If you're one of the fortunate ones who still has a source of income and doesn't have to worry about making ends meet, right now may be a prime opportunity to improve your financial situation. To make sure your financial future is as bright as possible, there are a few things you can do right now to build wealth. Here are three suggestions:
1. Try to increase your retirement fund contributions
Although it may not seem like it, right now is a good time to invest in the stock market. When the market is down, stock prices are at their lowest -- which gives you a great opportunity to buy low and sell high. The market will recover eventually, so by investing as much as you comfortably can now, you'll see significant gains later.
How much you should invest depends on a few factors. If your employer offers matching contributions through your 401(k) plan, aim to save at least enough to earn the full match. After all, those matching contributions are essentially free money, so it's wise to take full advantage of them.
In addition, make sure any cash you invest is money you won't need anytime soon. In other words, don't invest every spare penny if you're worried you may lose your job and need to pull your cash out of the stock market in the next few months or years. Because stock prices are so low right now, that means it's a good time to invest but a terrible time to withdraw your funds. So before you invest, make sure you're comfortable not touching that money for the foreseeable future.

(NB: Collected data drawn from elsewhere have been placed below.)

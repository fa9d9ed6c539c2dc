//! Database connection management with pragma configuration.

use super::migrations;
use crate::Error;
use std::path::Path;
use tokio_rusqlite::Connection;

/// Partition store handle.
///
/// Wraps a tokio-rusqlite Connection; every statement runs on its single
/// background thread, so each put/match is atomic with respect to others.
#[derive(Clone, Debug)]
pub struct CacheDb {
    pub(crate) conn: Connection,
}

impl CacheDb {
    /// Open (or create) the store at `path` and run pending migrations.
    pub async fn open(path: impl AsRef<Path>) -> Result<Self, Error> {
        let conn = Connection::open(path).await.map_err(|e| Error::Database(e.into()))?;
        Self::prepare(conn).await
    }

    /// Open an in-memory store, used by tests.
    pub async fn open_in_memory() -> Result<Self, Error> {
        let conn = Connection::open_in_memory()
            .await
            .map_err(|e| Error::Database(e.into()))?;
        Self::prepare(conn).await
    }

    async fn prepare(conn: Connection) -> Result<Self, Error> {
        conn.call(|conn| {
            conn.execute_batch(
                "PRAGMA journal_mode=WAL;
                 PRAGMA synchronous=NORMAL;
                 PRAGMA temp_store=MEMORY;
                 PRAGMA foreign_keys=ON;",
            )?;
            Ok(())
        })
        .await
        .map_err(Error::Database)?;

        migrations::run(&conn).await?;

        Ok(Self { conn })
    }
}
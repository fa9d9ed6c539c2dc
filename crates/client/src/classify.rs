//! Request classification.
//!
//! First match wins, in this order:
//! 1. non-GET or non-http(s) scheme (browser extensions etc.) → not intercepted
//! 2. image destination
//! 3. maps/geolocation API URL
//! 4. stylesheet, script, or a static file extension
//! 5. document navigation
//! 6. anything else

use m360_core::{Destination, Request, RequestMode};
use serde::{Deserialize, Serialize};

/// What the interceptor considers a request to be.
#[derive(Debug, Clone, Copy, PartialEq, Eq, Hash, Serialize, Deserialize)]
#[serde(rename_all = "snake_case")]
pub enum ResourceKind {
    Image,
    MapsApi,
    StaticAsset,
    Navigation,
    Other,
}

impl ResourceKind {
    pub fn as_str(&self) -> &'static str {
        match self {
            ResourceKind::Image => "image",
            ResourceKind::MapsApi => "maps_api",
            ResourceKind::StaticAsset => "static_asset",
            ResourceKind::Navigation => "navigation",
            ResourceKind::Other => "other",
        }
    }
}

/// Matching rules for the URL-based branches of the classifier.
#[derive(Debug, Clone, Default)]
pub struct ClassifyRules {
    /// Substrings of the full URL that identify the maps API.
    pub maps_patterns: Vec<String>,
    /// Lowercase path extensions, without the dot.
    pub static_extensions: Vec<String>,
}

impl ClassifyRules {
    pub fn from_app(config: &m360_core::AppConfig) -> Self {
        Self {
            maps_patterns: config.maps_patterns.clone(),
            static_extensions: config
                .static_extensions
                .iter()
                .map(|ext| ext.trim_start_matches('.').to_ascii_lowercase())
                .collect(),
        }
    }

    fn is_maps(&self, request: &Request) -> bool {
        let url = request.url.as_str();
        self.maps_patterns.iter().any(|pattern| url.contains(pattern.as_str()))
    }

    fn has_static_extension(&self, request: &Request) -> bool {
        let Some(segment) = request.url.path_segments().and_then(|mut segments| segments.next_back()) else {
            return false;
        };
        let Some((_, ext)) = segment.rsplit_once('.') else {
            return false;
        };
        let ext = ext.to_ascii_lowercase();
        self.static_extensions.iter().any(|known| *known == ext)
    }
}

/// Classify `request`, or return `None` if it must pass through untouched.
pub fn classify(request: &Request, rules: &ClassifyRules) -> Option<ResourceKind> {
    if !request.is_get() || !matches!(request.url.scheme(), "http" | "https") {
        return None;
    }

    let kind = if request.destination == Destination::Image {
        ResourceKind::Image
    } else if rules.is_maps(request) {
        ResourceKind::MapsApi
    } else if matches!(request.destination, Destination::Style | Destination::Script)
        || rules.has_static_extension(request)
    {
        ResourceKind::StaticAsset
    } else if request.mode == RequestMode::Navigate || request.destination == Destination::Document {
        ResourceKind::Navigation
    } else {
        ResourceKind::Other
    };

    Some(kind)
}
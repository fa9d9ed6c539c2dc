//! cache_purge tool implementation.
//!
//! Deletes one partition outright. Entries never expire on their own.

use m360_core::{CacheDb, Error};
use rmcp::{ErrorData as McpError, model::CallToolResult};
use schemars::JsonSchema;
use serde::{Deserialize, Serialize};

use crate::tools::json_result;

/// Parameters for the cache_purge tool.
#[derive(Debug, Clone, Serialize, Deserialize, JsonSchema)]
pub struct CachePurgeParams {
    /// Name of the partition to delete.
    pub partition: String,
}

/// Output from the cache_purge tool.
#[derive(Debug, Clone, Serialize, Deserialize, JsonSchema)]
pub struct CachePurgeOutput {
    pub partition: String,
    /// False when no partition had that name.
    pub deleted: bool,
    /// Number of entries removed with it.
    pub entries: u64,
}

/// Implementation of the cache_purge tool.
pub async fn purge_impl(cache: &CacheDb, params: CachePurgeParams) -> Result<CallToolResult, McpError> {
    if params.partition.trim().is_empty() {
        return Err(Error::InvalidInput("partition cannot be empty".to_string()).into());
    }

    let entries = cache.entry_count(&params.partition).await?;
    let deleted = cache.delete_partition(&params.partition).await?;
    tracing::info!(partition = %params.partition, deleted, entries, "purged partition");

    let output = CachePurgeOutput { partition: params.partition, deleted, entries: if deleted { entries } else { 0 } };
    json_result(&output)
}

2. Revamp your budget and cut any unnecessary costs
Even if you're not hurting for cash right now, it's never a bad idea to double-check that you're not wasting any money. Start tracking your spending if you don't already because that will give you a good idea of where every dollar is going. From there, you can comb through your expenses to see if there are any areas where you can cut back.
There's a good chance your spending may have decreased over the last few weeks if you've rarely left the house, because you're probably not going out to dinner or going to after-work happy hours anymore. But you may be able to save even more by making additional budget cuts.
Begin by cutting all of your unnecessary costs, such as the subscription services you never use. Next, focus on nice-to-have costs, such as online shopping. You don't necessarily need to eliminate these expenses entirely (as long as you can afford them), but if you're trying to save more, see if you can cut back a little. Finally, aim to lower your spending on essential costs, like groceries and utilities. You may not be able to save much in these categories, but every dollar counts.
3. Make sure you have a healthy emergency fund
Now more than ever, it's vital to have a robust emergency fund. Even if you're secure in your job and can comfortably afford to pay all your bills, you never know when things might change. By having a healthy stash of emergency savings, it will be easier to avoid tapping your retirement fund or racking up debt if you lose your job or face an unexpected expense.
Aim to have enough saved in your emergency fund to cover around three to six months' worth of general living expenses. And as you're saving, park your cash in a high-yield savings account. These accounts earn significantly higher interest rates than a normal bank savings account, so your money will grow faster. An additional benefit of this type of account is that, unlike a CD or money market account, you can withdraw your cash at any time without facing any penalties.
The U.S. economy may not be in the best shape currently, but things will improve given enough time. It's never a bad time to improve your financial situation, and by taking these three steps right now, you can take advantage of the opportunity to strengthen your finances and build long-term wealth.